Education has been reported as inversely associated with the prevalence of diabetes among adults.6 A recent systematic review has indicated that low socioeconomic status (SES) may be a risk factor for diabetes-related complications.16 Diabetes has an economic impact which may affect an individual’s economic stability. Individuals diagnosed with diabetes have an estimated 130% higher medical expenditure compared to individuals living without diabetes.8 In 2017, the estimated total economic burden of diagnosed diabetes in the US was upwards of $300 billion.17 Health care access and quality are also related to diabetes prevalence, as health care access is directly related to diabetes diagnosis, surveillance, and treatment.1819 In neighborhood and built environment studies, green space and safe neighborhood walkability have been associated with a reduced risk for type II diabetes.20

Research examining the independent effects and the complex interconnected relationships between the SDoH domains can help identify nonmedical factors that influence health outcomes.

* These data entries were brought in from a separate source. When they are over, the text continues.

//! Process creation, signalling, and non-blocking reaping

use std::ffi::CString;
use std::fmt;

use nix::errno::Errno;
use nix::sys::signal::{kill, Signal};
use nix::sys::wait::{waitpid, WaitPidFlag, WaitStatus};
use nix::unistd::{execvp, fork, ForkResult, Pid};

use crate::units::ServiceDefinition;

/// Exit code the child half reports when exec itself fails, so a bad
/// executable path surfaces as an ordinary, distinguishable exit event.
pub const EXEC_FAILED_CODE: i32 = 127;

/// How a reaped child terminated
#[derive(Debug, Clone, Copy, PartialEq, Eq)]
pub enum ExitKind {
    /// Exited normally with a code
    Exited(i32),
    /// Killed by a signal
    Signaled(i32),
}

impl fmt::Display for ExitKind {
    fn fmt(&self, f: &mut fmt::Formatter<'_>) -> fmt::Result {
        match self {
            Self::Exited(code) => write!(f, "exit code {}", code),
            Self::Signaled(signo) => write!(f, "signal {}", signo),
        }
    }
}

/// A child collected by [`reap_next`]
#[derive(Debug, Clone, Copy)]
pub struct ReapedChild {
    pub pid: Pid,
    pub status: ExitKind,
}

#[derive(Debug, thiserror::Error)]
pub enum SpawnError {
    #[error("empty command")]
    EmptyCommand,

    #[error("command contains an interior NUL byte")]
    BadCommand,

    #[error("fork failed: {0}")]
    Fork(Errno),
}

/// Create the service's process.
///
/// The command string is tokenized on whitespace; there is no quoting
/// support. The parent returns the child's pid as soon as `fork`
/// succeeds. Exec failure in the child (executable missing or not
/// executable) terminates the child with [`EXEC_FAILED_CODE`] and is
/// observed later through [`reap_next`], never here. Only a failure to
/// create the process at all is a synchronous error.
pub fn spawn(definition: &ServiceDefinition) -> Result<Pid, SpawnError> {
    let argv = tokenize(&definition.command)?;

    // All allocation happens before the fork; the child only execs.
    match unsafe { fork() }.map_err(SpawnError::Fork)? {
        ForkResult::Parent { child } => Ok(child),
        ForkResult::Child => {
            let _ = execvp(&argv[0], &argv);
            unsafe { libc::_exit(EXEC_FAILED_CODE) }
        }
    }
}

fn tokenize(command: &str) -> Result<Vec<CString>, SpawnError> {
    let argv: Vec<CString> = command
        .split_whitespace()
        .map(|tok| CString::new(tok).map_err(|_| SpawnError::BadCommand))
        .collect::<Result<_, _>>()?;

    if argv.is_empty() {
        return Err(SpawnError::EmptyCommand);
    }

    Ok(argv)
}

/// Collect the next already-exited child without blocking.
///
/// Returns `None` when no child has exited yet, or when there are no
/// children at all. Stop/continue notifications are skipped.
pub fn reap_next() -> Option<ReapedChild> {
    loop {
        match waitpid(Pid::from_raw(-1), Some(WaitPidFlag::WNOHANG)) {
            Ok(WaitStatus::Exited(pid, code)) => {
                return Some(ReapedChild {
                    pid,
                    status: ExitKind::Exited(code),
                });
            }
            Ok(WaitStatus::Signaled(pid, signal, _)) => {
                return Some(ReapedChild {
                    pid,
                    status: ExitKind::Signaled(signal as i32),
                });
            }
            Ok(WaitStatus::StillAlive) => return None,
            Ok(_) => continue,
            Err(Errno::ECHILD) => return None,
            Err(e) => {
                log::error!("waitpid error: {}", e);
                return None;
            }
        }
    }
}

/// Drain every already-exited child without blocking.
pub fn drain() -> Vec<ReapedChild> {
    let mut reaped = Vec::new();
    while let Some(child) = reap_next() {
        reaped.push(child);
    }
    reaped
}

/// Best-effort signal delivery. A pid that no longer refers to a live
/// process is not an error.
pub fn signal(pid: Pid, sig: Signal) {
    if let Err(e) = kill(pid, sig) {
        if e != Errno::ESRCH {
            log::warn!("Failed to send {} to pid {}: {}", sig, pid, e);
        }
    }
}
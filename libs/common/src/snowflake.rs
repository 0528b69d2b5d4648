//! Time-ordered 64-bit message IDs.
//!
//! Layout: 41 bits of millisecond timestamp relative to the Fika epoch,
//! 10 bits of worker ID, 12 bits of per-millisecond sequence. IDs generated
//! by a single worker are strictly increasing, and IDs from distinct workers
//! never collide.

use std::sync::Mutex;
use std::time::{SystemTime, UNIX_EPOCH};

/// Milliseconds since the Fika epoch (2024-01-01T00:00:00Z).
const FIKA_EPOCH_MS: i64 = 1_704_067_200_000;

const WORKER_BITS: u8 = 10;
const SEQUENCE_BITS: u8 = 12;

const MAX_WORKER_ID: u16 = (1 << WORKER_BITS) - 1;
const MAX_SEQUENCE: u16 = (1 << SEQUENCE_BITS) - 1;

pub struct SnowflakeGenerator {
    worker_id: u16,
    state: Mutex<State>,
}

struct State {
    last_ms: i64,
    sequence: u16,
}

impl SnowflakeGenerator {
    /// # Panics
    ///
    /// Panics if `worker_id` does not fit in 10 bits.
    pub fn new(worker_id: u16) -> Self {
        assert!(
            worker_id <= MAX_WORKER_ID,
            "worker_id {} exceeds {}",
            worker_id,
            MAX_WORKER_ID
        );
        Self {
            worker_id,
            state: Mutex::new(State {
                last_ms: -1,
                sequence: 0,
            }),
        }
    }

    /// Returns the next ID. Spins into the following millisecond if the
    /// 12-bit sequence is exhausted within the current one.
    pub fn generate(&self) -> i64 {
        let mut state = self.state.lock().unwrap();
        let mut now = current_ms();

        if now < state.last_ms {
            // Clock went backwards. Refusing to generate is better than
            // handing out colliding or out-of-order IDs.
            panic!(
                "system clock moved backwards: {} < {}",
                now, state.last_ms
            );
        }

        if now == state.last_ms {
            state.sequence = state.sequence.wrapping_add(1) & MAX_SEQUENCE;
            if state.sequence == 0 {
                while now <= state.last_ms {
                    now = current_ms();
                }
            }
        } else {
            state.sequence = 0;
        }
        state.last_ms = now;

        let ts = now - FIKA_EPOCH_MS;
        (ts << (WORKER_BITS + SEQUENCE_BITS))
            | ((self.worker_id as i64) << SEQUENCE_BITS)
            | (state.sequence as i64)
    }
}

/// Extracts the unix millisecond timestamp embedded in `id`.
pub fn snowflake_timestamp_ms(id: i64) -> i64 {
    (id >> (WORKER_BITS + SEQUENCE_BITS)) + FIKA_EPOCH_MS
}

fn current_ms() -> i64 {
    SystemTime::now()
        .duration_since(UNIX_EPOCH)
        .expect("system clock is before the unix epoch")
        .as_millis() as i64
}
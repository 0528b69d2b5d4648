//! Environment-driven configuration, read once at startup.

#[derive(Debug, Clone)]
pub struct Config {
    /// TCP port the listener binds.
    pub port: u16,
    /// HS256 secret shared with the account service.
    pub auth_secret: String,
    /// Base URL of the blob service. When unset, uploads land in the
    /// in-memory object store and disappear on restart.
    pub storage_url: Option<String>,
    /// Worker index folded into message IDs. Must be unique per instance.
    pub worker_id: u16,
}

impl Config {
    /// # Panics
    ///
    /// Panics when a required variable is missing.
    pub fn from_env() -> Self {
        Self {
            port: env_or("PORT", 4000),
            auth_secret: required_var("AUTH_SECRET"),
            storage_url: std::env::var("STORAGE_URL").ok(),
            worker_id: env_or("WORKER_ID", 0),
        }
    }
}

fn required_var(name: &str) -> String {
    std::env::var(name).unwrap_or_else(|_| panic!("missing required environment variable {name}"))
}

fn env_or<T: std::str::FromStr>(name: &str, default: T) -> T {
    std::env::var(name)
        .ok()
        .and_then(|value| value.parse().ok())
        .unwrap_or(default)
}
use serde::{Deserialize, Serialize};

/// The two persisted room flavors. Per-user rooms are ephemeral and never
/// hit the store.
#[derive(Debug, Clone, Copy, PartialEq, Eq, Hash, Serialize, Deserialize)]
#[serde(rename_all = "lowercase")]
pub enum RoomKind {
    /// Direct or group chat.
    Chat,
    /// Channel inside a community.
    Community,
}

/// A persisted room document.
#[derive(Debug, Clone, Serialize, Deserialize)]
pub struct Room {
    pub id: String,
    pub kind: RoomKind,
    pub participants: Vec<String>,
    pub last_message_id: Option<i64>,
}

impl Room {
    pub fn new(id: impl Into<String>, kind: RoomKind, participants: &[&str]) -> Self {
        Self {
            id: id.into(),
            kind,
            participants: participants.iter().map(|p| p.to_string()).collect(),
            last_message_id: None,
        }
    }

    pub fn is_participant(&self, user_id: &str) -> bool {
        self.participants.iter().any(|p| p == user_id)
    }
}
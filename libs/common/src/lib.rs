pub mod id;
pub mod snowflake;

pub use snowflake::SnowflakeGenerator;
//! Gateway opcodes, event names, and wire-format messages.
//!
//! Every frame is a JSON envelope `{ op, t, s, d }`. `t` and `s` only
//! appear on dispatches (op 0): `t` names the event, `s` is the
//! per-connection sequence number.

use serde::{Deserialize, Serialize};
use serde_json::Value;

use crate::models::call::CallKind;
use crate::models::message::MessageStatus;
use crate::models::room::RoomKind;

// ---------------------------------------------------------------------------
// Opcodes
// ---------------------------------------------------------------------------

pub const OP_DISPATCH: u8 = 0;
pub const OP_HEARTBEAT: u8 = 1;
pub const OP_IDENTIFY: u8 = 2;
pub const OP_HEARTBEAT_ACK: u8 = 6;

// ---------------------------------------------------------------------------
// Server → Client message
// ---------------------------------------------------------------------------

/// A message sent from the server to the client over WebSocket.
#[derive(Debug, Clone, Serialize)]
pub struct GatewayMessage {
    pub op: u8,
    #[serde(skip_serializing_if = "Option::is_none")]
    pub t: Option<String>,
    #[serde(skip_serializing_if = "Option::is_none")]
    pub s: Option<u64>,
    pub d: Value,
}

impl GatewayMessage {
    /// Build a DISPATCH message (op=0).
    pub fn dispatch(event_name: &str, seq: u64, data: Value) -> Self {
        Self {
            op: OP_DISPATCH,
            t: Some(event_name.to_string()),
            s: Some(seq),
            d: data,
        }
    }

    /// Build a HEARTBEAT_ACK message (op=6).
    pub fn heartbeat_ack(seq: u64) -> Self {
        Self {
            op: OP_HEARTBEAT_ACK,
            t: None,
            s: None,
            d: serde_json::json!({ "ack": seq }),
        }
    }
}

// ---------------------------------------------------------------------------
// Client → Server message
// ---------------------------------------------------------------------------

/// A message received from the client over WebSocket.
#[derive(Debug, Deserialize)]
pub struct ClientMessage {
    pub op: u8,
    #[serde(default)]
    pub t: Option<String>,
    #[serde(default)]
    pub d: Value,
}

// ---------------------------------------------------------------------------
// Handshake payloads
// ---------------------------------------------------------------------------

#[derive(Debug, Deserialize)]
pub struct IdentifyPayload {
    pub token: String,
}

#[derive(Debug, Deserialize)]
pub struct HeartbeatPayload {
    #[serde(default)]
    pub seq: u64,
}

// ---------------------------------------------------------------------------
// Dispatch payloads
// ---------------------------------------------------------------------------

#[derive(Debug, Deserialize)]
pub struct JoinRoomPayload {
    pub room_id: String,
}

#[derive(Debug, Deserialize)]
pub struct SendMessagePayload {
    pub room_id: String,
    pub content: String,
}

/// One base64 chunk of a file upload. The final chunk carries `is_last`.
#[derive(Debug, Deserialize)]
pub struct UploadFilePayload {
    pub room_id: String,
    pub filename: String,
    pub mime_type: String,
    pub chunk: String,
    #[serde(default)]
    pub is_last: bool,
}

#[derive(Debug, Deserialize)]
pub struct TypingPayload {
    pub room_id: String,
    pub room_kind: RoomKind,
    pub is_typing: bool,
}

#[derive(Debug, Deserialize)]
pub struct MarkAsReadPayload {
    pub message_id: i64,
    #[serde(default = "default_read_status")]
    pub status: MessageStatus,
}

fn default_read_status() -> MessageStatus {
    MessageStatus::Read
}

#[derive(Debug, Deserialize)]
pub struct DeleteChatPayload {
    pub room_id: String,
}

#[derive(Debug, Deserialize)]
pub struct CallStartPayload {
    pub callee_id: String,
    pub kind: CallKind,
}

#[derive(Debug, Deserialize)]
pub struct CallIdPayload {
    pub call_id: String,
}

/// A signal names exactly one target: the peer of a call, every connection
/// of a user, or one specific connection.
#[derive(Debug, Deserialize)]
pub struct CallSignalPayload {
    #[serde(default)]
    pub call_id: Option<String>,
    #[serde(default)]
    pub to_user: Option<String>,
    #[serde(default)]
    pub to_connection: Option<String>,
    pub payload: Value,
}

// ---------------------------------------------------------------------------
// Dispatch event types
// ---------------------------------------------------------------------------

/// Event names dispatched to clients.
pub struct EventName;

impl EventName {
    pub const READY: &'static str = "READY";
    pub const ONLINE_STATUS: &'static str = "ONLINE_STATUS";
    pub const NEW_MESSAGE: &'static str = "NEW_MESSAGE";
    pub const TYPING_STATUS: &'static str = "TYPING_STATUS";
    pub const MESSAGE_STATUS_UPDATE: &'static str = "MESSAGE_STATUS_UPDATE";
    pub const CHAT_DELETED: &'static str = "CHAT_DELETED";
    pub const CALL_CREATED: &'static str = "CALL_CREATED";
    pub const INCOMING_CALL: &'static str = "INCOMING_CALL";
    pub const CALL_ACCEPTED: &'static str = "CALL_ACCEPTED";
    pub const CALL_REJECTED: &'static str = "CALL_REJECTED";
    pub const CALL_ENDED: &'static str = "CALL_ENDED";
    pub const RECEIVE_SIGNAL: &'static str = "RECEIVE_SIGNAL";
    pub const ERROR: &'static str = "ERROR";
}

/// Event names accepted from clients.
pub struct ClientEvent;

impl ClientEvent {
    pub const JOIN_CHAT: &'static str = "JOIN_CHAT";
    pub const JOIN_COMMUNITY_ROOM: &'static str = "JOIN_COMMUNITY_ROOM";
    pub const LEAVE_CHAT: &'static str = "LEAVE_CHAT";
    pub const LEAVE_COMMUNITY_ROOM: &'static str = "LEAVE_COMMUNITY_ROOM";
    pub const SEND_MESSAGE: &'static str = "SEND_MESSAGE";
    pub const UPLOAD_FILE: &'static str = "UPLOAD_FILE";
    pub const TYPING: &'static str = "TYPING";
    pub const MARK_AS_READ: &'static str = "MARK_AS_READ";
    pub const DELETE_CHAT: &'static str = "DELETE_CHAT";
    pub const CALL_START: &'static str = "CALL_START";
    pub const CALL_ACCEPT: &'static str = "CALL_ACCEPT";
    pub const CALL_REJECT: &'static str = "CALL_REJECT";
    pub const CALL_END: &'static str = "CALL_END";
    pub const CALL_SIGNAL: &'static str = "CALL_SIGNAL";
    pub const LOGOUT: &'static str = "LOGOUT";
}
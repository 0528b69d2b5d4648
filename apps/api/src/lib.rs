pub mod auth;
pub mod config;
pub mod error;
pub mod gateway;
pub mod models;
pub mod routes;
pub mod store;

use std::sync::Arc;

use auth::IdentityVerifier;
use config::Config;
use fika_common::SnowflakeGenerator;
use gateway::calls::CallRelay;
use gateway::fanout::MessageFanout;
use gateway::presence::PresencePublisher;
use gateway::registry::ConnectionRegistry;
use gateway::rooms::RoomMembership;
use store::chat::ChatStore;
use store::objects::ObjectStorage;

/// Shared application state available to all route handlers.
#[derive(Clone)]
pub struct AppState {
    pub config: Arc<Config>,
    pub verifier: Arc<dyn IdentityVerifier>,
    pub store: Arc<dyn ChatStore>,
    pub objects: Arc<dyn ObjectStorage>,
    pub registry: Arc<ConnectionRegistry>,
    pub rooms: Arc<RoomMembership>,
    pub presence: Arc<PresencePublisher>,
    pub fanout: Arc<MessageFanout>,
    pub calls: Arc<CallRelay>,
}

impl AppState {
    /// Wires the realtime collaborators around the injected edges. Tests
    /// pass memory-backed edges through the same constructor.
    pub fn new(
        config: Config,
        verifier: Arc<dyn IdentityVerifier>,
        store: Arc<dyn ChatStore>,
        objects: Arc<dyn ObjectStorage>,
    ) -> Self {
        let registry = Arc::new(ConnectionRegistry::new());
        let rooms = Arc::new(RoomMembership::new());
        let presence = Arc::new(PresencePublisher::new(registry.clone(), store.clone()));
        let ids = Arc::new(SnowflakeGenerator::new(config.worker_id));
        let fanout = Arc::new(MessageFanout::new(
            store.clone(),
            objects.clone(),
            rooms.clone(),
            ids,
        ));
        let calls = Arc::new(CallRelay::new(store.clone(), registry.clone()));
        Self {
            config: Arc::new(config),
            verifier,
            store,
            objects,
            registry,
            rooms,
            presence,
            fanout,
            calls,
        }
    }
}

The objective of this study is to assess the association between diabetes and the SDoH domains among adults in Hawai‘i. By evaluating these associations, health care and public health professionals can gain a better understanding of diabetes and improve intervention efforts in at-risk populations that may be experiencing health inequities.

Methods

Data Source

The Behavioral Risk Factor Surveillance System (BRFSS) is a state-based Centers for Disease Control and Prevention (CDC)-funded survey that collects adult health-related data from randomly selected adults within each state and US territory.21 The survey includes questions focused on health and lifestyle data pertaining to demographic characteristics, health conditions, preventive services, and health related behaviors that are collected via landline and mobile telephones using disproportionate stratified sampling.21

Study Population

This secondary cross-sectional study consists of Hawai‘i residents who participated in BRFSS between 2018–2020. A total population of 23 338 adults, 7901 adults from 2018, 7683 adults from 2019, and 7754 adults from 2020 were included in the study. These adults represented a total weighted population of 3 348 355 adults with a weighted average population of 1 116 118 adults per year. Adults with missing information on diabetes status (n=42) were excluded from the study.

Measures

Adults with diabetes were defined based on respondents reporting “yes” to the question “have you ever been told by a doctor, nurse, or healthcare professional that you have diabetes?” Adults who responded “no,” and those with gestational diabetes or pre-diabetes were defined as not having diabetes as they are distinct conditions and are separately identified through other BRFSS questions. Responses with “don’t know, not sure, and refused” were classified as missing. Demographic variables included age, sex assigned at birth, race and ethnicity, marital status, home ownership, education, employment status, health care coverage, and county information.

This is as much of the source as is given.